● **Work item**: The reply should be an exact transcription of every record.

Collection entries:
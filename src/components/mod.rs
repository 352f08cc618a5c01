mod lightbox;

pub use lightbox::{LightboxClasses, LightboxOverlay};
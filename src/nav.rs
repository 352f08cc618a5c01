use crate::config::SiteConfig;
use crate::dom;
use crate::error::Result;
use web_sys::Document;

/// Binds the mobile nav toggle. Returns `false` when the page lacks either
/// the toggle or the links panel.
pub fn install(document: &Document, config: &SiteConfig) -> Result<bool> {
    let toggle = dom::query(document, &config.nav_toggle_selector)?;
    let links = dom::query(document, &config.nav_links_selector)?;
    let (Some(toggle), Some(links)) = (toggle, links) else {
        log::debug!("no nav toggle on page");
        return Ok(false);
    };

    let class = config.active_class.clone();
    dom::on(&toggle, "click", move |_| {
        if let Err(err) = links.class_list().toggle(&class) {
            log::warn!("nav toggle failed: {err:?}");
        }
    })?;
    Ok(true)
}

● **Result below**:
filename src/components/mod.rs
repository 352f08cc618a5c01
mod lightbox;

pub use lightbox::{LightboxClasses, LightboxOverlay};
filename src/nav.rs
repository 352f08cc618a5c01
use crate::config::SiteConfig;
use crate::dom;
use crate::error::Result;
use web_sys::Document;

/// Binds the mobile nav toggle. Returns `false` when the page lacks either
/// the toggle or the links panel.
pub fn install(document: &Document, config: &SiteConfig) -> Result<bool> {
    let toggle = dom::query(document, &config.nav_toggle_selector)?;
    let links = dom::query(document, &config.nav_links_selector)?;
    let (Some(toggle), Some(links)) = (toggle, links) else {
        log::debug!("no nav toggle on page");
        return Ok(false);
    };

    let class = config.active_class.clone();
    dom::on(&toggle, "click", move |_| {
        if let Err(err) = links.class_list().toggle(&class) {
            log::warn!("nav toggle failed: {err:?}");
        }
    })?;
    Ok(true)
}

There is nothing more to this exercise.